There is not much dispute about the facts of the case, whether
we look to the testimony on the one side of the other. The
agreement was admitted in the answer, and was made, as is alleged
in the bill, on the fifteenth day of June, 1850, and it is
Page 61 U. S. 516
fully proved that the complainant shortly after entered into the
possession of the premises, and has continued in the possession of
the same to the present time, and there is not an intimation in the
proofs exhibited in the case that the respondent ever demanded the
surrender of the premises or that he ever manifested any intention
to rescind the agreement, except so far as it arises from his
refusal on the first day of November, 1851, to accept the balance
remaining unpaid when it was tendered to him by the solicitor of
the complainant. On the contrary, it appears from his own witness,
William H. Morse, that in the fall of 1851 he requested payment of
the balance then due and unpaid, and when the complainant replied
to his request that he had a good many debts out, and as soon as he
could collect the money he would settle up with him, he told the
complainant he was ready to make him a deed whenever he was paid
the balance due on the lot. The precise time when this conversation
took place does not appear, but the witness says he was in the
employment of the respondent from the twentieth day of October to
the eighteenth day of November, 1851, and that within that time he
heard the respondent ask the complainant two or three times for the
balance due on that lot, and it was in some one of those
conversations that he told the complainant that he was ready to
make the deed whenever the balance was paid, and we infer from the
testimony of the witness, though it is not very clearly expressed
in the deposition, that the last interview between the parties when
that remark was repeated must have taken place only a few days
before the tender was made by the solicitor of the complainant.
Whether so or not, it is plain, as well from the language of the
request as from that employed by the respondent in reply to the
reasons assigned by the complainant why he could not make the
payment as requested, that the object of the respondent on the
occasion was more to hasten the action of the complainant and
prompt him to an early compliance than to make any formal demand of
the money with the view to terminate the agreement or to impair the
right of the complainant to make the payment at a future time.
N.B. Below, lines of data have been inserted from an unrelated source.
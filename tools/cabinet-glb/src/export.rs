//! Three.js BufferGeometry JSON export
//!
//! Produces the same `{metadata, objects}` layout the configurator's
//! `FreeCADGeometryLoader` reads, so GLB parts can be loaded alongside
//! FreeCAD exports. Vertices are baked into world space.
//!
//! With an edge angle set, each object also carries line segments for its
//! outline: boundary edges plus every edge whose two faces meet at or above
//! the angle.

use std::collections::{BTreeMap, HashMap};

use anyhow::{Context, Result};
use glam::{Mat4, Vec3};
use serde::Serialize;
use tracing::debug;

use crate::model::Model;

pub const EXPORT_GENERATOR: &str = "cabinet-glb export-json";
pub const EXPORT_FORMAT_VERSION: &str = "1.0";

/// Crease angle used by `--edges` when none is given, in degrees
pub const DEFAULT_EDGE_ANGLE: f32 = 30.0;

#[derive(Debug, Clone, Copy, Default)]
pub struct ExportOptions {
    /// Decimals to round coordinates to
    pub precision: Option<u32>,
    /// Crease angle in degrees; `None` skips edge extraction
    pub edge_angle: Option<f32>,
}

#[derive(Debug, Clone, Serialize)]
pub struct GeometryExport {
    pub metadata: Metadata,
    pub objects: Vec<ExportObject>,
}

#[derive(Debug, Clone, Serialize)]
#[serde(rename_all = "camelCase")]
pub struct Metadata {
    pub generator: String,
    pub version: String,
    #[serde(skip_serializing_if = "Option::is_none")]
    pub precision: Option<u32>,
    #[serde(skip_serializing_if = "Option::is_none")]
    pub edge_angle: Option<f32>,
}

#[derive(Debug, Clone, Serialize)]
pub struct ExportObject {
    pub name: String,
    #[serde(rename = "type")]
    pub kind: String,
    pub visible: bool,
    pub geometry: Geometry,
    #[serde(skip_serializing_if = "Option::is_none")]
    pub color: Option<Color>,
    #[serde(skip_serializing_if = "Option::is_none")]
    pub opacity: Option<f32>,
    #[serde(skip_serializing_if = "Option::is_none")]
    pub edges: Option<Edges>,
}

/// Outline segments as `[start, end]` pairs
#[derive(Debug, Clone, Serialize)]
pub struct Edges {
    pub lines: Vec<[[f32; 3]; 2]>,
    pub count: usize,
}

#[derive(Debug, Clone, Serialize)]
#[serde(rename_all = "camelCase")]
pub struct Geometry {
    #[serde(rename = "type")]
    pub kind: String,
    pub vertices: Vec<[f32; 3]>,
    pub indices: Vec<u32>,
    pub vertex_count: usize,
    pub triangle_count: usize,
}

#[derive(Debug, Clone, Copy, PartialEq, Serialize)]
pub struct Color {
    pub r: f32,
    pub g: f32,
    pub b: f32,
}

fn round_to(value: f32, factor: f32) -> f32 {
    (value * factor).round() / factor
}

/// Collect every triangle primitive reachable from the default scene.
///
/// `model` has already been validated on load; POSITION min/max may be
/// absent, which the reader does not need.
pub fn export_geometry(model: &Model, options: ExportOptions) -> Result<GeometryExport> {
    let document = gltf::Document::from_json_without_validation(model.root.clone());

    let mut objects = Vec::new();
    let scene = document
        .default_scene()
        .or_else(|| document.scenes().next());
    if let Some(scene) = scene {
        for node in scene.nodes() {
            collect(model, &node, Mat4::IDENTITY, options, &mut objects, 0);
        }
    }

    Ok(GeometryExport {
        metadata: Metadata {
            generator: EXPORT_GENERATOR.to_string(),
            version: EXPORT_FORMAT_VERSION.to_string(),
            precision: options.precision,
            edge_angle: options.edge_angle,
        },
        objects,
    })
}

fn collect(
    model: &Model,
    node: &gltf::Node<'_>,
    parent: Mat4,
    options: ExportOptions,
    objects: &mut Vec<ExportObject>,
    depth: usize,
) {
    // A valid node graph is a forest, so depth never exceeds the node count
    if depth > model.root.nodes.len() {
        return;
    }
    let world = parent * Mat4::from_cols_array_2d(&node.transform().matrix());
    let name = node
        .name()
        .map(str::to_string)
        .unwrap_or_else(|| format!("Node_{}", node.index()));

    if let Some(mesh) = node.mesh() {
        let primitive_count = mesh.primitives().len();
        for primitive in mesh.primitives() {
            if primitive.mode() != gltf::mesh::Mode::Triangles {
                debug!("Skipping non-triangle primitive in '{}'", name);
                continue;
            }
            let object_name = if primitive_count > 1 {
                format!("{}_{}", name, primitive.index())
            } else {
                name.clone()
            };
            if let Some(object) = primitive_object(model, &primitive, world, options, object_name) {
                objects.push(object);
            }
        }
    }

    for child in node.children() {
        collect(model, &child, world, options, objects, depth + 1);
    }
}

fn primitive_object(
    model: &Model,
    primitive: &gltf::Primitive<'_>,
    world: Mat4,
    options: ExportOptions,
    name: String,
) -> Option<ExportObject> {
    let reader = primitive.reader(|buffer| model.buffers.get(buffer.index()).map(Vec::as_slice));
    let factor = options.precision.map(|p| 10f32.powi(p as i32));

    let vertices: Vec<[f32; 3]> = reader
        .read_positions()?
        .map(|p| {
            let w = world.transform_point3(p.into()).to_array();
            match factor {
                Some(f) => w.map(|c| round_to(c, f)),
                None => w,
            }
        })
        .collect();

    let indices: Vec<u32> = match reader.read_indices() {
        Some(indices) => indices.into_u32().collect(),
        None => (0..vertices.len() as u32).collect(),
    };

    let material = primitive.material();
    let (color, opacity) = match material.index() {
        Some(_) => {
            let [r, g, b, a] = material.pbr_metallic_roughness().base_color_factor();
            (Some(Color { r, g, b }), Some(a))
        }
        None => (None, None),
    };

    let edges = options.edge_angle.map(|angle| {
        let lines = feature_edges(&vertices, &indices, angle);
        Edges {
            count: lines.len(),
            lines,
        }
    });

    Some(ExportObject {
        name,
        kind: "Mesh".to_string(),
        visible: true,
        geometry: Geometry {
            kind: "BufferGeometry".to_string(),
            vertex_count: vertices.len(),
            triangle_count: indices.len() / 3,
            vertices,
            indices,
        },
        color,
        opacity,
        edges,
    })
}

/// Bit pattern of a position, with -0.0 folded into 0.0
fn weld_key(p: [f32; 3]) -> [u32; 3] {
    p.map(|c| (c + 0.0).to_bits())
}

/// Boundary edges and creases of at least `angle_deg` degrees.
///
/// Vertices are welded by exact position first, so split normals or UV
/// seams do not turn every triangle border into a boundary. Segments come
/// out ordered by welded vertex id.
pub fn feature_edges(
    vertices: &[[f32; 3]],
    indices: &[u32],
    angle_deg: f32,
) -> Vec<[[f32; 3]; 2]> {
    let mut welded: HashMap<[u32; 3], u32> = HashMap::new();
    let mut points: Vec<Vec3> = Vec::new();
    let remap: Vec<u32> = vertices
        .iter()
        .map(|&p| {
            *welded.entry(weld_key(p)).or_insert_with(|| {
                points.push(Vec3::from_array(p));
                points.len() as u32 - 1
            })
        })
        .collect();

    let mut normals = Vec::new();
    let mut faces_by_edge: BTreeMap<(u32, u32), Vec<usize>> = BTreeMap::new();
    for triangle in indices.chunks_exact(3) {
        let [a, b, c] = [triangle[0], triangle[1], triangle[2]].map(|i| remap.get(i as usize));
        let (Some(&a), Some(&b), Some(&c)) = (a, b, c) else {
            continue;
        };
        if a == b || b == c || a == c {
            continue;
        }
        let (pa, pb, pc) = (points[a as usize], points[b as usize], points[c as usize]);
        let face = normals.len();
        normals.push((pb - pa).cross(pc - pa).normalize_or_zero());
        for (u, v) in [(a, b), (b, c), (c, a)] {
            faces_by_edge.entry((u.min(v), u.max(v))).or_default().push(face);
        }
    }

    let threshold = angle_deg.to_radians();
    faces_by_edge
        .into_iter()
        .filter(|(_, faces)| match faces.as_slice() {
            [_] => true,
            [f0, f1] => {
                let cos = normals[*f0].dot(normals[*f1]).clamp(-1.0, 1.0);
                cos.acos() >= threshold
            }
            // Non-manifold edges are always drawn
            _ => true,
        })
        .map(|((u, v), _)| [points[u as usize].to_array(), points[v as usize].to_array()])
        .collect()
}

/// Serialise the export, pretty printed unless `compact`
pub fn to_json(export: &GeometryExport, compact: bool) -> Result<String> {
    let json = if compact {
        serde_json::to_string(export)
    } else {
        serde_json::to_string_pretty(export)
    };
    json.context("Failed to serialize geometry JSON")
}

impl GeometryExport {
    pub fn total_vertices(&self) -> usize {
        self.objects.iter().map(|o| o.geometry.vertex_count).sum()
    }

    pub fn total_triangles(&self) -> usize {
        self.objects.iter().map(|o| o.geometry.triangle_count).sum()
    }
}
Such
unquestionably was the impression that the conversation at the
interview was calculated to produce upon the mind of the
complainant, and considering all the circumstances under which the
interview took place and the relation of the parties to each other
in respect to the matter now in controversy, we think it was the
only reasonable construction which could be put upon the language
used by the respondent, consistent with fair dealing on his part
and rectitude of intention, and that view of the conversation
derives strong confirmation in the fact that
Page 61 U. S. 517
the deed subsequently tendered to the complainant had not then
been prepared, and no allusion was made to a conveyance on the part
of the respondent except in connection with the promise of the
complainant to settle and make the payment as soon as he could
collect the means.
Nothing further transpired between the parties in respect to the
subject matter of the controversy till after the tender was made by
the solicitor of the complainant. There is not a word of proof,
other than what has been mentioned, that has the least tendency to
show that the respondent, prior to the tender made by the
complainant, ever formally demanded the payment of the sum due as
is alleged in the answer or ever notified the complainant, or even
intimated to him that he should insist upon a rescission of the
agreement, unless the payment was made at the time or in the manner
specified, or that he ever expressed so much as a wish that the
possession of the premises should be surrendered up because the
payment had not been made, or in any manner signified to the
complainant that he was unwilling that he should remain in
possession and continue his occupation and improvement of the same,
as he had done throughout nearly the whole period after the
agreement was made. The proofs are clear and full that the
complainant entered into the possession shortly after the agreement
was made, and that he had built a valuable dwelling house on the
premises, and if the wharf was not completed, he had at least
commenced the building, and made considerable progress in the work,
and had otherwise made expenditures in leveling and grading the
grounds, and in various ways had greatly improved the premises and
enhanced their value, and that all these improvements had been
carried forward at large expense, while the respondent resided in
the same village, and under circumstances which show beyond
controversy that he must have had full knowledge of their progress
and daily opportunities to have manifested his dissent if he had
desired to do so or if such had been his intention, and yet he
never expressed the slightest dissatisfaction while the works were
progressing or intimated to the complainant, so far as appears,
that in case he failed to make the payment at the time specified in
the agreement, he should claim that the improvements had been made
of his own wrong, and at his own risk, and without any liability on
his part to allow any compensation either for the labor, materials,
or money expended in making them. On the contrary, he suffered the
improvements to go on, silently acquiescing in the right of the
complainant to make them until they were nearly completed, and when
the tender was made by the solicitor of the complainant and he
found he
Page 61 U. S. 518
could no longer conceal his real position with respect to the
failure to make the payment at the time specified in the agreement,
he then declined to accept the money and refused to execute the
deed.
The tender on the part of the complainant was made by Frederick
R. Bartlett, his solicitor, on the 1st day of November, 1851, at
Stillwater, where the land is situated, and in the office of H.L.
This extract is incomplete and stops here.